ON THIS PAGE:
- Five men were led to believe they witnessed a flying saucer and an abduction on Nov 5, 1975.
- The three surviving witnesses stand by their testimony. Their lives were changed forever - not for the better - and each has his own interpretation of what happened.
- Several marriages took place between the witnesses and their families after the incident.
- Travis Walton and Mike Rogers have never publicly confessed to the hoax, although Mike frequently reminds us he is not a witness to the abduction part of the tale.
One lie, three lives...
It changed my life in a way I'm kinda sorry about. I had to leave here. I can't stand there and have somebody call me a liar... I moved to a place where nobody knew me.
- John Goulette, 2013*
I hated Travis for a long time after this because my whole world was just tore up. People thought we were lying, thought we were crazy... My mom still don’t believe it, she thinks this is all from the devil.
- Steve Pierce, 2013*
My big theory about what it was all about, that it was an intentional display of this mythology of the phoenix... I believe it was done on purpose. Some day we’re gonna find out why.
[The abduction site] is just a special spot for me. I mean, what an experience...
[crying] It's something I haven't gotten over. I wish I could.
- Ken Peterson, 2013*
A few breathless moments observing a "UFO" changed seven young men’s lives forever.

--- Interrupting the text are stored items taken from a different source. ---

//! Group, membership and invitation lifecycle services.
//!
//! # Modules
//!
//! - [`token`] - HMAC-signed invitation tokens
//! - [`mailer`] - the mail-dispatch seam
//! - [`invitations`] - the invitation lifecycle service
//! - [`groups`] - group and membership service
//! - [`actions`] - the reversible invitation and group action types

pub mod actions;
pub mod groups;
pub mod invitations;
pub mod mailer;
pub mod token;

pub use actions::{
    CreateGroupActionType, CreateInvitationActionType, DeleteInvitationActionType,
    UpdateInvitationActionType,
};
pub use groups::GroupService;
pub use invitations::GroupInvitationService;
pub use mailer::{InvitationMail, InvitationMailer, LoggingMailer};
pub use token::{TokenClaims, TokenSigner};

use std::sync::Arc;

use sqlx::PgPool;

use coterie_actions::ActionTypeRegistry;
use coterie_authz::{AssignRoleActionType, PermissionChecker, RoleAssignmentHandler};

/// Registers every built-in action type. Called once during startup
/// wiring, before the registry is shared with the action handler.
pub fn register_action_types(
    registry: &mut ActionTypeRegistry,
    pool: PgPool,
    checker: Arc<PermissionChecker>,
    roles: RoleAssignmentHandler,
) {
    registry.register(Arc::new(AssignRoleActionType::new(pool, checker.clone(), roles)));
    registry.register(Arc::new(CreateInvitationActionType::new(checker.clone())));
    registry.register(Arc::new(UpdateInvitationActionType::new(checker.clone())));
    registry.register(Arc::new(DeleteInvitationActionType::new(checker.clone())));
    registry.register(Arc::new(CreateGroupActionType::new(checker)));
}
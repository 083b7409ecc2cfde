//! Coterie core library.
//!
//! Shared types for the coterie collaboration engine.
//!
//! # Modules
//!
//! - [`error`] - The shared error taxonomy (`CoterieError`)
//! - [`email`] - Email normalization and super-admin detection
//! - [`config`] - Environment-driven runtime configuration

pub mod config;
pub mod email;
pub mod error;

pub use config::{CoterieConfig, DEFAULT_INVITATION_TTL_DAYS};
pub use email::{normalize_email_address, SuperAdmins};
pub use error::{CoterieError, Result};
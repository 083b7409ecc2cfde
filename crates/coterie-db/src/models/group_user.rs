//! Group membership model.
//!
//! Links a user to a group with a coarse permission level. Created on group
//! creation (the creator becomes an admin) or on invitation acceptance.

use chrono::{DateTime, Utc};
use serde::{Deserialize, Serialize};
use sqlx::{FromRow, PgExecutor};
use uuid::Uuid;

/// Coarse membership permission level.
#[derive(Debug, Clone, Copy, PartialEq, Eq, Serialize, Deserialize, sqlx::Type)]
#[sqlx(type_name = "group_permission", rename_all = "lowercase")]
#[serde(rename_all = "lowercase")]
pub enum GroupPermission {
    /// Full control over the group, its members and invitations.
    Admin,
    /// Regular member.
    Member,
}

impl GroupPermission {
    /// Whether this level satisfies the given requirement.
    #[must_use]
    pub fn satisfies(&self, required: GroupPermission) -> bool {
        match required {
            GroupPermission::Member => true,
            GroupPermission::Admin => matches!(self, GroupPermission::Admin),
        }
    }
}

impl std::fmt::Display for GroupPermission {
    fn fmt(&self, f: &mut std::fmt::Formatter<'_>) -> std::fmt::Result {
        match self {
            GroupPermission::Admin => write!(f, "admin"),
            GroupPermission::Member => write!(f, "member"),
        }
    }
}

impl std::str::FromStr for GroupPermission {
    type Err = String;

    fn from_str(s: &str) -> Result<Self, Self::Err> {
        match s.to_lowercase().as_str() {
            "admin" => Ok(GroupPermission::Admin),
            "member" => Ok(GroupPermission::Member),
            _ => Err(format!("Invalid group permission: {s}")),
        }
    }
}

/// A user's membership in a group.
#[derive(Debug, Clone, FromRow, Serialize, Deserialize)]
pub struct GroupUser {
    /// Unique identifier.
    pub id: Uuid,
    /// The group.
    pub group_id: Uuid,
    /// The member.
    pub user_id: Uuid,
    /// Coarse permission level.
    pub permissions: GroupPermission,
    /// When the membership was created.
    pub created_at: DateTime<Utc>,
}

impl GroupUser {
    /// Insert a membership, or update the permission level of an existing
    /// one (reactivation on invitation acceptance).
    pub async fn create_or_update<'e, E>(
        executor: E,
        group_id: Uuid,
        user_id: Uuid,
        permissions: GroupPermission,
    ) -> Result<Self, sqlx::Error>
    where
        E: PgExecutor<'e>,
    {
        sqlx::query_as(
            r"
            INSERT INTO group_users (group_id, user_id, permissions)
            VALUES ($1, $2, $3)
            ON CONFLICT (group_id, user_id)
            DO UPDATE SET permissions = EXCLUDED.permissions
            RETURNING id, group_id, user_id, permissions, created_at
            ",
        )
        .bind(group_id)
        .bind(user_id)
        .bind(permissions)
        .fetch_one(executor)
        .await
    }

    /// Find a membership by group and user.
    pub async fn find_by_group_and_user<'e, E>(
        executor: E,
        group_id: Uuid,
        user_id: Uuid,
    ) -> Result<Option<Self>, sqlx::Error>
    where
        E: PgExecutor<'e>,
    {
        sqlx::query_as(
            r"
            SELECT id, group_id, user_id, permissions, created_at
            FROM group_users
            WHERE group_id = $1 AND user_id = $2
            ",
        )
        .bind(group_id)
        .bind(user_id)
        .fetch_optional(executor)
        .await
    }

    /// Whether a member with the given normalized email already exists in
    /// the group. Used to reject invitations targeting existing members.
    pub async fn member_exists_by_email<'e, E>(
        executor: E,
        group_id: Uuid,
        email: &str,
    ) -> Result<bool, sqlx::Error>
    where
        E: PgExecutor<'e>,
    {
        let row: (bool,) = sqlx::query_as(
            r"
            SELECT EXISTS(
                SELECT 1
                FROM group_users gu
                JOIN users u ON u.id = gu.user_id
                WHERE gu.group_id = $1 AND u.email = $2
            )
            ",
        )
        .bind(group_id)
        .bind(email)
        .fetch_one(executor)
        .await?;
        Ok(row.0)
    }

    /// List memberships of a group.
    pub async fn list_by_group<'e, E>(executor: E, group_id: Uuid) -> Result<Vec<Self>, sqlx::Error>
    where
        E: PgExecutor<'e>,
    {
        sqlx::query_as(
            r"
            SELECT id, group_id, user_id, permissions, created_at
            FROM group_users
            WHERE group_id = $1
            ORDER BY created_at
            ",
        )
        .bind(group_id)
        .fetch_all(executor)
        .await
    }

    /// Count the admins of a group. Used by the last-admin guard.
    pub async fn count_admins<'e, E>(executor: E, group_id: Uuid) -> Result<i64, sqlx::Error>
    where
        E: PgExecutor<'e>,
    {
        let row: (i64,) = sqlx::query_as(
            "SELECT COUNT(*) FROM group_users WHERE group_id = $1 AND permissions = 'admin'",
        )
        .bind(group_id)
        .fetch_one(executor)
        .await?;
        Ok(row.0)
    }

    /// Remove a membership.
    pub async fn delete<'e, E>(
        executor: E,
        group_id: Uuid,
        user_id: Uuid,
    ) -> Result<bool, sqlx::Error>
    where
        E: PgExecutor<'e>,
    {
        let result = sqlx::query("DELETE FROM group_users WHERE group_id = $1 AND user_id = $2")
            .bind(group_id)
            .bind(user_id)
            .execute(executor)
            .await?;
        Ok(result.rows_affected() > 0)
    }
}

#[cfg(test)]
mod tests {
    use super::*;

    #[test]
    fn test_group_permission_display() {
        assert_eq!(GroupPermission::Admin.to_string(), "admin");
        assert_eq!(GroupPermission::Member.to_string(), "member");
    }

    #[test]
    fn test_group_permission_from_str() {
        assert_eq!(
            "admin".parse::<GroupPermission>().unwrap(),
            GroupPermission::Admin
        );
        assert_eq!(
            "MEMBER".parse::<GroupPermission>().unwrap(),
            GroupPermission::Member
        );
        assert!("owner".parse::<GroupPermission>().is_err());
    }

    #[test]
    fn test_admin_satisfies_both_levels() {
        assert!(GroupPermission::Admin.satisfies(GroupPermission::Admin));
        assert!(GroupPermission::Admin.satisfies(GroupPermission::Member));
    }

    #[test]
    fn test_member_does_not_satisfy_admin() {
        assert!(!GroupPermission::Member.satisfies(GroupPermission::Admin));
        assert!(GroupPermission::Member.satisfies(GroupPermission::Member));
    }

    #[test]
    fn test_serde_lowercase() {
        let json = serde_json::to_string(&GroupPermission::Admin).unwrap();
        assert_eq!(json, "\"admin\"");
    }
}
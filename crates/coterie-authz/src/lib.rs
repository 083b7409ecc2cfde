//! Permission checking, type registries and scoped role assignment.
//!
//! # Modules
//!
//! - [`registry`] - generic startup-time registries plus the scope and
//!   subject type traits
//! - [`operations`] - operation definitions and the built-in operation set
//! - [`resolver`] - maps (type tag, id) pairs to concrete entities
//! - [`permissions`] - the permission-manager chain and checker
//! - [`roles`] - the role assignment store
//! - [`actions`] - the reversible role-assignment action

pub mod actions;
pub mod operations;
pub mod permissions;
pub mod registry;
pub mod resolver;
pub mod roles;

pub use actions::AssignRoleActionType;
pub use operations::{builtin_operations, Operation};
pub use permissions::{
    Decision, FeatureGate, FeatureGatePermissionManager, MembershipPermissionManager,
    PermissionChecker, PermissionManager, RolePermissionManager,
};
pub use registry::{
    Registry, RegistryInstance, ScopeType, SubjectType, GROUP_SCOPE_TYPE, TEAM_SUBJECT_TYPE,
    USER_SUBJECT_TYPE,
};
pub use resolver::{ScopeRef, ScopeResolver, Subject};
pub use roles::RoleAssignmentHandler;
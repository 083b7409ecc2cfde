//! Role model.
//!
//! Roles are immutable, globally defined permission bundles identified by a
//! stable `uid`. They are seeded elsewhere; this engine only reads them.

use chrono::{DateTime, Utc};
use serde::{Deserialize, Serialize};
use sqlx::{FromRow, PgExecutor};
use uuid::Uuid;

/// A named, immutable bundle of operation permissions.
#[derive(Debug, Clone, FromRow, Serialize, Deserialize)]
pub struct Role {
    /// Unique identifier.
    pub id: Uuid,
    /// Stable unique identifier, e.g. `"VIEWER"` or `"BUILDER"`. Actions
    /// reference roles by uid so undo/redo params survive reseeding.
    pub uid: String,
    /// Display name.
    pub name: String,
    /// Operation names this role grants.
    pub operations: Vec<String>,
    /// When the role was seeded.
    pub created_at: DateTime<Utc>,
}

impl Role {
    /// Find a role by its stable uid.
    pub async fn find_by_uid<'e, E>(executor: E, uid: &str) -> Result<Option<Self>, sqlx::Error>
    where
        E: PgExecutor<'e>,
    {
        sqlx::query_as(
            r"
            SELECT id, uid, name, operations, created_at
            FROM roles
            WHERE uid = $1
            ",
        )
        .bind(uid)
        .fetch_optional(executor)
        .await
    }

    /// Find a role by ID.
    pub async fn find_by_id<'e, E>(executor: E, id: Uuid) -> Result<Option<Self>, sqlx::Error>
    where
        E: PgExecutor<'e>,
    {
        sqlx::query_as(
            r"
            SELECT id, uid, name, operations, created_at
            FROM roles
            WHERE id = $1
            ",
        )
        .bind(id)
        .fetch_optional(executor)
        .await
    }

    /// List all seeded roles.
    pub async fn list<'e, E>(executor: E) -> Result<Vec<Self>, sqlx::Error>
    where
        E: PgExecutor<'e>,
    {
        sqlx::query_as(
            r"
            SELECT id, uid, name, operations, created_at
            FROM roles
            ORDER BY uid
            ",
        )
        .fetch_all(executor)
        .await
    }

    /// Whether this role grants the given operation.
    #[must_use]
    pub fn grants(&self, operation: &str) -> bool {
        self.operations.iter().any(|op| op == operation)
    }
}

#[cfg(test)]
mod tests {
    use super::*;

    fn role(operations: &[&str]) -> Role {
        Role {
            id: Uuid::new_v4(),
            uid: "VIEWER".to_string(),
            name: "Viewer".to_string(),
            operations: operations.iter().map(ToString::to_string).collect(),
            created_at: Utc::now(),
        }
    }

    #[test]
    fn test_grants_listed_operation() {
        let role = role(&["group.read", "group.list_invitations"]);
        assert!(role.grants("group.read"));
        assert!(role.grants("group.list_invitations"));
    }

    #[test]
    fn test_does_not_grant_unlisted_operation() {
        let role = role(&["group.read"]);
        assert!(!role.grants("group.assign_role"));
    }

    #[test]
    fn test_empty_role_grants_nothing() {
        let role = role(&[]);
        assert!(!role.grants("group.read"));
    }
}
//! Permission checking.
//!
//! `check_permissions` resolves the operation through the operation
//! registry, then walks the registered permission-manager strategies in
//! priority order until one affirmatively grants or denies. A manager may
//! abstain; when every manager abstains the checker denies. The read path
//! has no side effects.
//!
//! A denial distinguishes `NotAMember` (no relation to the group at all)
//! from `PermissionDenied` (member, but insufficient) so the caller can
//! pick the right user-facing error.

use std::sync::Arc;

use async_trait::async_trait;
use sqlx::PgPool;
use uuid::Uuid;

use coterie_core::{CoterieError, Result};
use coterie_db::error::map_sqlx_error;
use coterie_db::models::{GroupUser, Role, RoleAssignment, Team, User};

use crate::operations::Operation;
use crate::registry::{Registry, GROUP_SCOPE_TYPE, TEAM_SUBJECT_TYPE, USER_SUBJECT_TYPE};

/// Outcome of one permission-manager strategy.
#[derive(Debug)]
pub enum Decision {
    /// The strategy affirmatively grants the operation.
    Grant,
    /// The strategy denies with the given error; later strategies are not
    /// consulted.
    Deny(CoterieError),
    /// The strategy has no opinion; the next strategy decides.
    Abstain,
}

/// One pluggable permission strategy.
#[async_trait]
pub trait PermissionManager: Send + Sync {
    /// Strategy name, for log output.
    fn name(&self) -> &'static str;

    /// Evaluates the operation for the actor on the group.
    async fn check(&self, actor: &User, operation: &Operation, group_id: Uuid)
        -> Result<Decision>;
}

/// Answers whether a feature is active for a group. Licensing lives
/// outside the engine; the default implementation grants everything.
#[async_trait]
pub trait FeatureGate: Send + Sync {
    async fn has_feature(&self, group_id: Uuid, feature: &str) -> Result<bool>;
}

/// Feature gate that activates every feature for every group.
pub struct AllowAllFeatures;

#[async_trait]
impl FeatureGate for AllowAllFeatures {
    async fn has_feature(&self, _group_id: Uuid, _feature: &str) -> Result<bool> {
        Ok(true)
    }
}

/// Denies feature-gated operations when the group's license lacks the
/// feature. Abstains for ungated operations.
pub struct FeatureGatePermissionManager {
    gate: Arc<dyn FeatureGate>,
}

impl FeatureGatePermissionManager {
    #[must_use]
    pub fn new(gate: Arc<dyn FeatureGate>) -> Self {
        Self { gate }
    }
}

#[async_trait]
impl PermissionManager for FeatureGatePermissionManager {
    fn name(&self) -> &'static str {
        "feature_gate"
    }

    async fn check(
        &self,
        _actor: &User,
        operation: &Operation,
        group_id: Uuid,
    ) -> Result<Decision> {
        let Some(feature) = operation.feature else {
            return Ok(Decision::Abstain);
        };
        if self.gate.has_feature(group_id, feature).await? {
            Ok(Decision::Abstain)
        } else {
            Ok(Decision::Deny(CoterieError::permission_denied(
                operation.name,
            )))
        }
    }
}

/// Grants when the actor holds a group-level role assignment (directly or
/// through a team) whose role lists the operation. Abstains otherwise so
/// the coarse membership fallback still applies.
pub struct RolePermissionManager {
    pool: PgPool,
}

impl RolePermissionManager {
    #[must_use]
    pub fn new(pool: PgPool) -> Self {
        Self { pool }
    }

    async fn role_grants(&self, role_id: Uuid, operation: &Operation) -> Result<bool> {
        let role = Role::find_by_id(&self.pool, role_id)
            .await
            .map_err(map_sqlx_error)?;
        Ok(role.is_some_and(|r| r.grants(operation.name)))
    }
}

#[async_trait]
impl PermissionManager for RolePermissionManager {
    fn name(&self) -> &'static str {
        "role"
    }

    async fn check(&self, actor: &User, operation: &Operation, group_id: Uuid) -> Result<Decision> {
        let direct = RoleAssignment::find(
            &self.pool,
            actor.id,
            USER_SUBJECT_TYPE,
            group_id,
            group_id,
            GROUP_SCOPE_TYPE,
        )
        .await
        .map_err(map_sqlx_error)?;

        if let Some(assignment) = direct {
            if self.role_grants(assignment.role_id, operation).await? {
                return Ok(Decision::Grant);
            }
        }

        for team_id in Team::ids_for_user(&self.pool, group_id, actor.id)
            .await
            .map_err(map_sqlx_error)?
        {
            let via_team = RoleAssignment::find(
                &self.pool,
                team_id,
                TEAM_SUBJECT_TYPE,
                group_id,
                group_id,
                GROUP_SCOPE_TYPE,
            )
            .await
            .map_err(map_sqlx_error)?;

            if let Some(assignment) = via_team {
                if self.role_grants(assignment.role_id, operation).await? {
                    return Ok(Decision::Grant);
                }
            }
        }

        Ok(Decision::Abstain)
    }
}

/// The coarse membership fallback. Denies `NotAMember` when the actor has
/// no membership row at all, grants when the membership level satisfies
/// the operation's requirement, denies `PermissionDenied` otherwise.
pub struct MembershipPermissionManager {
    pool: PgPool,
}

impl MembershipPermissionManager {
    #[must_use]
    pub fn new(pool: PgPool) -> Self {
        Self { pool }
    }
}

#[async_trait]
impl PermissionManager for MembershipPermissionManager {
    fn name(&self) -> &'static str {
        "membership"
    }

    async fn check(&self, actor: &User, operation: &Operation, group_id: Uuid) -> Result<Decision> {
        let membership = GroupUser::find_by_group_and_user(&self.pool, group_id, actor.id)
            .await
            .map_err(map_sqlx_error)?;

        match membership {
            None => Ok(Decision::Deny(CoterieError::NotAMember)),
            Some(member) if member.permissions.satisfies(operation.required) => {
                Ok(Decision::Grant)
            }
            Some(_) => Ok(Decision::Deny(CoterieError::permission_denied(
                operation.name,
            ))),
        }
    }
}

/// Walks the manager chain for one operation.
pub struct PermissionChecker {
    operations: Arc<Registry<Operation>>,
    managers: Vec<Arc<dyn PermissionManager>>,
}

impl PermissionChecker {
    /// Creates a checker with the given strategies, consulted in order.
    #[must_use]
    pub fn new(
        operations: Arc<Registry<Operation>>,
        managers: Vec<Arc<dyn PermissionManager>>,
    ) -> Self {
        Self {
            operations,
            managers,
        }
    }

    /// The default chain: feature gate, then role grants, then the coarse
    /// membership fallback.
    #[must_use]
    pub fn with_default_managers(
        operations: Arc<Registry<Operation>>,
        pool: PgPool,
        gate: Arc<dyn FeatureGate>,
    ) -> Self {
        Self::new(
            operations,
            vec![
                Arc::new(FeatureGatePermissionManager::new(gate)),
                Arc::new(RolePermissionManager::new(pool.clone())),
                Arc::new(MembershipPermissionManager::new(pool)),
            ],
        )
    }

    /// Checks whether the actor may perform the named operation on the
    /// group. Returns `Ok(())` on grant, the denial error otherwise.
    pub async fn check_permissions(
        &self,
        actor: &User,
        operation_name: &str,
        group_id: Uuid,
    ) -> Result<()> {
        let operation = self.operations.get(operation_name)?;

        for manager in &self.managers {
            match manager.check(actor, &operation, group_id).await? {
                Decision::Grant => {
                    tracing::debug!(
                        actor_id = %actor.id,
                        operation = operation_name,
                        group_id = %group_id,
                        manager = manager.name(),
                        "permission granted"
                    );
                    return Ok(());
                }
                Decision::Deny(error) => {
                    tracing::debug!(
                        actor_id = %actor.id,
                        operation = operation_name,
                        group_id = %group_id,
                        manager = manager.name(),
                        "permission denied"
                    );
                    return Err(error);
                }
                Decision::Abstain => {}
            }
        }

        Err(CoterieError::permission_denied(operation_name))
    }
}

#[cfg(test)]
mod tests {
    use super::*;
    use crate::operations::{builtin_operations, ops};
    use chrono::Utc;
    use coterie_db::models::GroupPermission;

    fn actor() -> User {
        User {
            id: Uuid::new_v4(),
            email: "actor@example.com".to_string(),
            is_active: true,
            created_at: Utc::now(),
        }
    }

    struct FixedManager(fn() -> Decision);

    #[async_trait]
    impl PermissionManager for FixedManager {
        fn name(&self) -> &'static str {
            "fixed"
        }

        async fn check(
            &self,
            _actor: &User,
            _operation: &Operation,
            _group_id: Uuid,
        ) -> Result<Decision> {
            Ok((self.0)())
        }
    }

    fn checker(managers: Vec<Arc<dyn PermissionManager>>) -> PermissionChecker {
        PermissionChecker::new(Arc::new(builtin_operations()), managers)
    }

    #[tokio::test]
    async fn test_grant_short_circuits() {
        let checker = checker(vec![
            Arc::new(FixedManager(|| Decision::Grant)),
            Arc::new(FixedManager(|| {
                Decision::Deny(CoterieError::NotAMember)
            })),
        ]);
        let result = checker
            .check_permissions(&actor(), ops::CREATE_INVITATION, Uuid::new_v4())
            .await;
        assert!(result.is_ok());
    }

    #[tokio::test]
    async fn test_deny_short_circuits_with_its_error() {
        let checker = checker(vec![
            Arc::new(FixedManager(|| Decision::Abstain)),
            Arc::new(FixedManager(|| {
                Decision::Deny(CoterieError::NotAMember)
            })),
            Arc::new(FixedManager(|| Decision::Grant)),
        ]);
        let err = checker
            .check_permissions(&actor(), ops::CREATE_INVITATION, Uuid::new_v4())
            .await
            .unwrap_err();
        assert!(matches!(err, CoterieError::NotAMember));
    }

    #[tokio::test]
    async fn test_all_abstain_denies() {
        let checker = checker(vec![
            Arc::new(FixedManager(|| Decision::Abstain)),
            Arc::new(FixedManager(|| Decision::Abstain)),
        ]);
        let err = checker
            .check_permissions(&actor(), ops::CREATE_INVITATION, Uuid::new_v4())
            .await
            .unwrap_err();
        assert!(matches!(err, CoterieError::PermissionDenied { .. }));
    }

    #[tokio::test]
    async fn test_unknown_operation_fails_before_managers() {
        let checker = checker(vec![Arc::new(FixedManager(|| Decision::Grant))]);
        let err = checker
            .check_permissions(&actor(), "group.frobnicate", Uuid::new_v4())
            .await
            .unwrap_err();
        assert!(matches!(err, CoterieError::InstanceTypeDoesNotExist { .. }));
    }

    #[tokio::test]
    async fn test_feature_gate_abstains_for_ungated_operation() {
        let manager = FeatureGatePermissionManager::new(Arc::new(AllowAllFeatures));
        let registry = builtin_operations();
        let op = registry.get(ops::CREATE_INVITATION).unwrap();
        let decision = manager.check(&actor(), &op, Uuid::new_v4()).await.unwrap();
        assert!(matches!(decision, Decision::Abstain));
    }

    #[tokio::test]
    async fn test_feature_gate_denies_missing_feature() {
        struct DenyAll;

        #[async_trait]
        impl FeatureGate for DenyAll {
            async fn has_feature(&self, _group_id: Uuid, _feature: &str) -> Result<bool> {
                Ok(false)
            }
        }

        let manager = FeatureGatePermissionManager::new(Arc::new(DenyAll));
        let registry = builtin_operations();
        let op = registry.get(ops::ASSIGN_ROLE).unwrap();
        let decision = manager.check(&actor(), &op, Uuid::new_v4()).await.unwrap();
        assert!(matches!(
            decision,
            Decision::Deny(CoterieError::PermissionDenied { .. })
        ));
    }

    #[test]
    fn test_membership_satisfaction_matrix() {
        assert!(GroupPermission::Admin.satisfies(GroupPermission::Admin));
        assert!(!GroupPermission::Member.satisfies(GroupPermission::Admin));
    }
}
//! Action audit-log model.
//!
//! Every mutating operation appends one immutable row: a type tag, the
//! serialized parameter snapshot needed to invert it, and a scope string
//! partitioning undo history per tenant. `undone_at` drives the undo/redo
//! toggle: set on undo, cleared on redo.

use chrono::{DateTime, Utc};
use serde::{Deserialize, Serialize};
use serde_json::Value as JsonValue;
use sqlx::{FromRow, PgExecutor};
use uuid::Uuid;

/// An audited, invertible record of one mutating operation.
#[derive(Debug, Clone, FromRow, Serialize, Deserialize)]
pub struct Action {
    /// Unique identifier.
    pub id: Uuid,
    /// The actor who performed the operation. NULL once that account is
    /// deleted; the audit record is retained.
    pub user_id: Option<Uuid>,
    /// Registered action type tag, e.g. `"assign_role"`.
    pub action_type: String,
    /// Serialized parameter snapshot sufficient to invert the operation.
    pub params: JsonValue,
    /// Scope string partitioning undo history, e.g. `group_<uuid>`.
    pub scope: String,
    /// When the operation was performed.
    pub created_at: DateTime<Utc>,
    /// Set while the action is in the undone state.
    pub undone_at: Option<DateTime<Utc>>,
}

/// Input for appending an action.
#[derive(Debug, Clone)]
pub struct CreateAction {
    pub user_id: Uuid,
    pub action_type: String,
    pub params: JsonValue,
    pub scope: String,
}

impl Action {
    /// Whether the action currently sits in the undone state.
    #[must_use]
    pub fn is_undone(&self) -> bool {
        self.undone_at.is_some()
    }

    /// Append an action row. Runs on the caller's executor so the entry
    /// commits atomically with the mutation it records.
    pub async fn create<'e, E>(executor: E, input: CreateAction) -> Result<Self, sqlx::Error>
    where
        E: PgExecutor<'e>,
    {
        sqlx::query_as(
            r"
            INSERT INTO actions (user_id, action_type, params, scope)
            VALUES ($1, $2, $3, $4)
            RETURNING id, user_id, action_type, params, scope, created_at, undone_at
            ",
        )
        .bind(input.user_id)
        .bind(&input.action_type)
        .bind(&input.params)
        .bind(&input.scope)
        .fetch_one(executor)
        .await
    }

    /// The most recent action in the scope that has not been undone.
    pub async fn find_latest_undoable<'e, E>(
        executor: E,
        scope: &str,
    ) -> Result<Option<Self>, sqlx::Error>
    where
        E: PgExecutor<'e>,
    {
        sqlx::query_as(
            r"
            SELECT id, user_id, action_type, params, scope, created_at, undone_at
            FROM actions
            WHERE scope = $1 AND undone_at IS NULL
            ORDER BY created_at DESC
            LIMIT 1
            ",
        )
        .bind(scope)
        .fetch_optional(executor)
        .await
    }

    /// The most recently undone action in the scope.
    pub async fn find_latest_redoable<'e, E>(
        executor: E,
        scope: &str,
    ) -> Result<Option<Self>, sqlx::Error>
    where
        E: PgExecutor<'e>,
    {
        sqlx::query_as(
            r"
            SELECT id, user_id, action_type, params, scope, created_at, undone_at
            FROM actions
            WHERE scope = $1 AND undone_at IS NOT NULL
            ORDER BY undone_at DESC, created_at DESC
            LIMIT 1
            ",
        )
        .bind(scope)
        .fetch_optional(executor)
        .await
    }

    /// Stamp the action as undone.
    pub async fn mark_undone<'e, E>(executor: E, id: Uuid) -> Result<(), sqlx::Error>
    where
        E: PgExecutor<'e>,
    {
        sqlx::query("UPDATE actions SET undone_at = NOW() WHERE id = $1")
            .bind(id)
            .execute(executor)
            .await?;
        Ok(())
    }

    /// Clear the undone stamp after a redo.
    pub async fn mark_redone<'e, E>(executor: E, id: Uuid) -> Result<(), sqlx::Error>
    where
        E: PgExecutor<'e>,
    {
        sqlx::query("UPDATE actions SET undone_at = NULL WHERE id = $1")
            .bind(id)
            .execute(executor)
            .await?;
        Ok(())
    }

    /// List the audit trail of a scope, newest first.
    pub async fn list_by_scope<'e, E>(
        executor: E,
        scope: &str,
        limit: i64,
    ) -> Result<Vec<Self>, sqlx::Error>
    where
        E: PgExecutor<'e>,
    {
        sqlx::query_as(
            r"
            SELECT id, user_id, action_type, params, scope, created_at, undone_at
            FROM actions
            WHERE scope = $1
            ORDER BY created_at DESC
            LIMIT $2
            ",
        )
        .bind(scope)
        .bind(limit)
        .fetch_all(executor)
        .await
    }
}

#[cfg(test)]
mod tests {
    use super::*;

    #[test]
    fn test_is_undone() {
        let mut action = Action {
            id: Uuid::new_v4(),
            user_id: Some(Uuid::new_v4()),
            action_type: "assign_role".to_string(),
            params: serde_json::json!({}),
            scope: "group_x".to_string(),
            created_at: Utc::now(),
            undone_at: None,
        };
        assert!(!action.is_undone());
        action.undone_at = Some(Utc::now());
        assert!(action.is_undone());
    }
}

Whatever the reason Mike and Travis (and his brother Duane) hoaxed the others, they could never have guessed at the time that they would become superstars in the UFO community for the rest of their lives. Travis has often said he wishes this hadn't happened to him. When Art Bell (Midnight in the Desert, 2015) asked if the incident had defined his life, he replied: "Yeah it has. Actually, I have to say regrettably."
Everything snowballed from one prank, and it caught up their five innocent crewmates.
Those five men believed they'd seen a UFO and that it had abducted their co-worker. They were under suspicion of murder, and ridiculed afterwards in a small town where residents generally believed it was a hoax. Their families didn't believe them.
They went their separate ways and didn’t reconnect until the 2010s.
Steve Pierce didn't talk about it for 35 years. By his own admission he became a "hobo" with a drinking problem, then a long-haul trucker, had several marriages (even he's lost count), and has had regressive hypnotherapy. He believes alien sightings are actually spirits, and has seen them himself.
In personal correspondence (July 2021-Oct 2022) Steve told me his side of the story. He expressed bitterness that his own theories are laughed at, while the alien abduction story is accepted as the truth. He finally started talking about the incident again (around 2012) in an attempt to put forward his ideas - that the government used mind control to whisk Travis away to Area 51. He has spoken at 7 or 8 UFO conferences in the past decade to tell his version of events, and done a few podcast interviews over the years.
In our conversations he was initially adamant that there was no hoax, although he never believed aliens were involved.
"If I ever had thought Fire in the Sky was a hoax, I never would have made myself known to the Ufology community. I never would have fought so hard to get the truth out there."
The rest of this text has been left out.